[DATA SUPPLIED]
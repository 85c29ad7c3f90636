use std::path::Path;

/// Seam for presenting a predicted image to the operator.
pub trait ResultViewer: Send + Sync {
    fn show(&self, image: &Path);
}

/// Prints the predicted image path instead of opening it.
#[derive(Debug, Default)]
pub struct StdoutViewer;

impl ResultViewer for StdoutViewer {
    fn show(&self, image: &Path) {
        println!("[predict] annotated result: {}", image.display());
    }
}
use crate::error::{TrainingError, TrainingResult};
use crate::naming::DEFAULT_RUN_BASE;
use serde::{Deserialize, Serialize};
use std::collections::BTreeMap;
use std::path::PathBuf;

/// Pass-through options for the external toolchain, forwarded verbatim as
/// `key=value` pairs. Ordered so command lines are reproducible.
pub type ToolArgs = BTreeMap<String, String>;

/// One request for a versioned training run.
#[derive(Debug, Clone, Serialize, Deserialize)]
pub struct TrainJobSpec {
    /// Dataset descriptor handed to the trainer (e.g. a data.yaml path).
    pub data: PathBuf,
    /// Project grouping the model versions.
    pub project: String,
    /// Base model name; versions are derived as `{model}_v{N}`.
    pub model: String,
    /// Root under which the project tree lives.
    pub base_output: PathBuf,
    /// Base name for run folders (`train`, `train1`, ...).
    pub run_base: String,
    #[serde(default)]
    pub args: ToolArgs,
}

impl TrainJobSpec {
    #[must_use]
    pub fn new(data: PathBuf, project: &str, model: &str, base_output: PathBuf) -> Self {
        Self {
            data,
            project: project.to_string(),
            model: model.to_string(),
            base_output,
            run_base: DEFAULT_RUN_BASE.to_string(),
            args: ToolArgs::new(),
        }
    }

    pub fn validate(&self) -> TrainingResult<()> {
        if self.project.trim().is_empty() {
            return Err(TrainingError::InvalidSpec("project is required".to_string()));
        }
        if self.model.trim().is_empty() {
            return Err(TrainingError::InvalidSpec("model is required".to_string()));
        }
        if self.model.contains(['/', '\\']) {
            return Err(TrainingError::InvalidSpec(format!(
                "model must be a plain name, not a path: {}",
                self.model
            )));
        }
        if self.run_base.trim().is_empty() {
            return Err(TrainingError::InvalidSpec("run_base must not be empty".to_string()));
        }
        Ok(())
    }
}

#[cfg(test)]
mod tests {
    use super::*;

    #[test]
    fn test_spec_validate_requires_names() {
        let spec = TrainJobSpec::new(PathBuf::from("data.yaml"), "", "", PathBuf::from("out"));
        assert!(spec.validate().is_err());
    }

    #[test]
    fn test_spec_validate_rejects_path_like_model() {
        let mut spec =
            TrainJobSpec::new(PathBuf::from("data.yaml"), "proj", "a/b", PathBuf::from("out"));
        assert!(spec.validate().is_err());
        spec.model = "yolo".to_string();
        assert!(spec.validate().is_ok());
    }
}
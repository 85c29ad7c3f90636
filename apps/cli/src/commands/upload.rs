//! Upload command implementation.

use crate::backends::DagshubCli;
use colored::Colorize;
use kiln_data::UploadStager;
use std::path::PathBuf;

/// Execute the upload command: stage source directories into one folder
/// and push it to the remote data registry.
pub fn execute(
    dirs: &[PathBuf],
    repo: &str,
    datasource: &str,
    staging: PathBuf,
) -> anyhow::Result<()> {
    let stager = UploadStager::new(staging);

    println!("{}", format!("Staging {} directories...", dirs.len()).bold().cyan());
    stager.stage(dirs)?;

    let registry = DagshubCli::new();
    stager.upload(&registry, repo, datasource)?;

    println!(
        "{}",
        format!("✓ Upload to {} complete from {}", repo, stager.staging_dir().display())
            .green()
            .bold()
    );
    Ok(())
}
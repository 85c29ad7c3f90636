use crate::error::InferenceResult;
use kiln_training::ToolArgs;
use std::path::{Path, PathBuf};

/// Routing options handed to the external predictor.
#[derive(Debug, Clone)]
pub struct PredictOptions {
    /// Resolved weights of the versioned model.
    pub weights: PathBuf,
    /// Whether the predictor should persist annotated outputs.
    pub save: bool,
    /// Output root override; `None` leaves the predictor's default.
    pub project: Option<PathBuf>,
    /// Run name relative to `project`.
    pub name: Option<String>,
    /// Reuse an existing output directory instead of suffixing a new one.
    pub exist_ok: bool,
    /// Extra pass-through options, forwarded verbatim.
    pub args: ToolArgs,
}

/// External prediction backend.
///
/// When no output routing is given, persisted results land under the
/// backend's task-specific scratch root in a `predict*` subdirectory.
pub trait Predictor: Send + Sync {
    fn id(&self) -> &'static str;

    fn predict(&self, source: &Path, options: &PredictOptions) -> InferenceResult<()>;

    /// Default output root for unrouted predictions.
    fn scratch_root(&self) -> PathBuf {
        PathBuf::from("runs").join("detect")
    }
}
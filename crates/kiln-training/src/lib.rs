//! Kiln Training
//!
//! Versioned training lifecycle for an external detector toolchain:
//! - Naming conventions for model versions and runs (`naming`)
//! - The on-disk artifact layout (`VersionLayout`)
//! - Finalizing a finished run into archived artifacts (`artifacts`)
//! - The versioned training orchestrator (`run_versioned_training`)
//! - Resolving trained weights and the per-project version index (`registry`)

pub mod artifacts;
pub mod error;
pub mod job;
pub mod layout;
pub mod naming;
pub mod orchestrator;
pub mod registry;
pub mod trainer;

pub use artifacts::{ArtifactKind, TrainingArtifact, TrainingManifest, finalize_run, sha256_file};
pub use error::{TrainingError, TrainingResult};
pub use job::{ToolArgs, TrainJobSpec};
pub use layout::{VersionLayout, project_dir, versioned_model_name};
pub use naming::{DEFAULT_RUN_BASE, next_run_name, next_version};
pub use orchestrator::{CompletedTraining, TrainingOutcome, run_versioned_training};
pub use registry::{VersionIndex, discover_versions, resolve_weights};
pub use trainer::Trainer;
use thiserror::Error;

pub type InferenceResult<T> = std::result::Result<T, InferenceError>;

#[derive(Debug, Error)]
pub enum InferenceError {
    #[error("predictor error: {0}")]
    Predictor(String),

    #[error(transparent)]
    Training(#[from] kiln_training::TrainingError),

    #[error(transparent)]
    Io(#[from] std::io::Error),

    #[error(transparent)]
    Other(#[from] anyhow::Error),
}
use crate::error::TrainingResult;
use crate::job::ToolArgs;
use std::path::Path;

/// External training backend.
///
/// A successful run must leave `output_dir/run_name/weights/best.pt` on
/// disk, optionally alongside `*.png`/`*.csv` metric files directly under
/// the run folder. The call blocks for the full duration of training.
pub trait Trainer: Send + Sync {
    fn id(&self) -> &'static str;

    fn train(
        &self,
        data: &Path,
        output_dir: &Path,
        run_name: &str,
        args: &ToolArgs,
    ) -> TrainingResult<()>;
}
[/DATA SUPPLIED]
WHAT THIS TASK INVOLVES: Each entry above must be repeated word for word.

OUTPUT OF THE EXERCISE:
repository 85c29ad7c3f90636
use std::path::Path;

/// Seam for presenting a predicted image to the operator.
pub trait ResultViewer: Send + Sync {
    fn show(&self, image: &Path);
}

/// Prints the predicted image path instead of opening it.
#[derive(Debug, Default)]
pub struct StdoutViewer;

impl ResultViewer for StdoutViewer {
    fn show(&self, image: &Path) {
        println!("[predict] annotated result: {}", image.display());
    }
}
use crate::error::{TrainingError, TrainingResult};
use crate::naming::DEFAULT_RUN_BASE;
use serde::{Deserialize, Serialize};
use std::collections::BTreeMap;
use std::path::PathBuf;

/// Pass-through options for the external toolchain, forwarded verbatim as
/// `key=value` pairs. Ordered so command lines are reproducible.
pub type ToolArgs = BTreeMap<String, String>;

/// One request for a versioned training run.
#[derive(Debug, Clone, Serialize, Deserialize)]
pub struct TrainJobSpec {
    /// Dataset descriptor handed to the trainer (e.g. a data.yaml path).
    pub data: PathBuf,
    /// Project grouping the model versions.
    pub project: String,
    /// Base model name; versions are derived as `{model}_v{N}`.
    pub model: String,
    /// Root under which the project tree lives.
    pub base_output: PathBuf,
    /// Base name for run folders (`train`, `train1`, ...).
    pub run_base: String,
    #[serde(default)]
    pub args: ToolArgs,
}

impl TrainJobSpec {
    #[must_use]
    pub fn new(data: PathBuf, project: &str, model: &str, base_output: PathBuf) -> Self {
        Self {
            data,
            project: project.to_string(),
            model: model.to_string(),
            base_output,
            run_base: DEFAULT_RUN_BASE.to_string(),
            args: ToolArgs::new(),
        }
    }

    pub fn validate(&self) -> TrainingResult<()> {
        if self.project.trim().is_empty() {
            return Err(TrainingError::InvalidSpec("project is required".to_string()));
        }
        if self.model.trim().is_empty() {
            return Err(TrainingError::InvalidSpec("model is required".to_string()));
        }
        if self.model.contains(['/', '\\']) {
            return Err(TrainingError::InvalidSpec(format!(
                "model must be a plain name, not a path: {}",
                self.model
            )));
        }
        if self.run_base.trim().is_empty() {
            return Err(TrainingError::InvalidSpec("run_base must not be empty".to_string()));
        }
        Ok(())
    }
}

#[cfg(test)]
mod tests {
    use super::*;

    #[test]
    fn test_spec_validate_requires_names() {
        let spec = TrainJobSpec::new(PathBuf::from("data.yaml"), "", "", PathBuf::from("out"));
        assert!(spec.validate().is_err());
    }

    #[test]
    fn test_spec_validate_rejects_path_like_model() {
        let mut spec =
            TrainJobSpec::new(PathBuf::from("data.yaml"), "proj", "a/b", PathBuf::from("out"));
        assert!(spec.validate().is_err());
        spec.model = "yolo".to_string();
        assert!(spec.validate().is_ok());
    }
}
repository 85c29ad7c3f90636
filename apps/cli/src/commands/upload.rs
//! Upload command implementation.

use crate::backends::DagshubCli;
use colored::Colorize;
use kiln_data::UploadStager;
use std::path::PathBuf;

/// Execute the upload command: stage source directories into one folder
/// and push it to the remote data registry.
pub fn execute(
    dirs: &[PathBuf],
    repo: &str,
    datasource: &str,
    staging: PathBuf,
) -> anyhow::Result<()> {
    let stager = UploadStager::new(staging);

    println!("{}", format!("Staging {} directories...", dirs.len()).bold().cyan());
    stager.stage(dirs)?;

    let registry = DagshubCli::new();
    stager.upload(&registry, repo, datasource)?;

    println!(
        "{}",
        format!("✓ Upload to {} complete from {}", repo, stager.staging_dir().display())
            .green()
            .bold()
    );
    Ok(())
}
repository 85c29ad7c3f90636
use crate::error::InferenceResult;
use kiln_training::ToolArgs;
use std::path::{Path, PathBuf};

/// Routing options handed to the external predictor.
#[derive(Debug, Clone)]
pub struct PredictOptions {
    /// Resolved weights of the versioned model.
    pub weights: PathBuf,
    /// Whether the predictor should persist annotated outputs.
    pub save: bool,
    /// Output root override; `None` leaves the predictor's default.
    pub project: Option<PathBuf>,
    /// Run name relative to `project`.
    pub name: Option<String>,
    /// Reuse an existing output directory instead of suffixing a new one.
    pub exist_ok: bool,
    /// Extra pass-through options, forwarded verbatim.
    pub args: ToolArgs,
}

/// External prediction backend.
///
/// When no output routing is given, persisted results land under the
/// backend's task-specific scratch root in a `predict*` subdirectory.
pub trait Predictor: Send + Sync {
    fn id(&self) -> &'static str;

    fn predict(&self, source: &Path, options: &PredictOptions) -> InferenceResult<()>;

    /// Default output root for unrouted predictions.
    fn scratch_root(&self) -> PathBuf {
        PathBuf::from("runs").join("detect")
    }
}
filename crates/kiln-training/src/lib.rs
//! Kiln Training
//!
//! Versioned training lifecycle for an external detector toolchain:
//! - Naming conventions for model versions and runs (`naming`)
//! - The on-disk artifact layout (`VersionLayout`)
//! - Finalizing a finished run into archived artifacts (`artifacts`)
//! - The versioned training orchestrator (`run_versioned_training`)
//! - Resolving trained weights and the per-project version index (`registry`)

pub mod artifacts;
pub mod error;
pub mod job;
pub mod layout;
pub mod naming;
pub mod orchestrator;
pub mod registry;
pub mod trainer;

pub use artifacts::{ArtifactKind, TrainingArtifact, TrainingManifest, finalize_run, sha256_file};
pub use error::{TrainingError, TrainingResult};
pub use job::{ToolArgs, TrainJobSpec};
pub use layout::{VersionLayout, project_dir, versioned_model_name};
pub use naming::{DEFAULT_RUN_BASE, next_run_name, next_version};
pub use orchestrator::{CompletedTraining, TrainingOutcome, run_versioned_training};
pub use registry::{VersionIndex, discover_versions, resolve_weights};
pub use trainer::Trainer;
use thiserror::Error;

pub type InferenceResult<T> = std::result::Result<T, InferenceError>;

#[derive(Debug, Error)]
pub enum InferenceError {
    #[error("predictor error: {0}")]
    Predictor(String),

    #[error(transparent)]
    Training(#[from] kiln_training::TrainingError),

    #[error(transparent)]
    Io(#[from] std::io::Error),

    #[error(transparent)]
    Other(#[from] anyhow::Error),
}
use crate::error::TrainingResult;
use crate::job::ToolArgs;
use std::path::Path;

/// External training backend.
///
/// A successful run must leave `output_dir/run_name/weights/best.pt` on
/// disk, optionally alongside `*.png`/`*.csv` metric files directly under
/// the run folder. The call blocks for the full duration of training.
pub trait Trainer: Send + Sync {
    fn id(&self) -> &'static str;

    fn train(
        &self,
        data: &Path,
        output_dir: &Path,
        run_name: &str,
        args: &ToolArgs,
    ) -> TrainingResult<()>;
}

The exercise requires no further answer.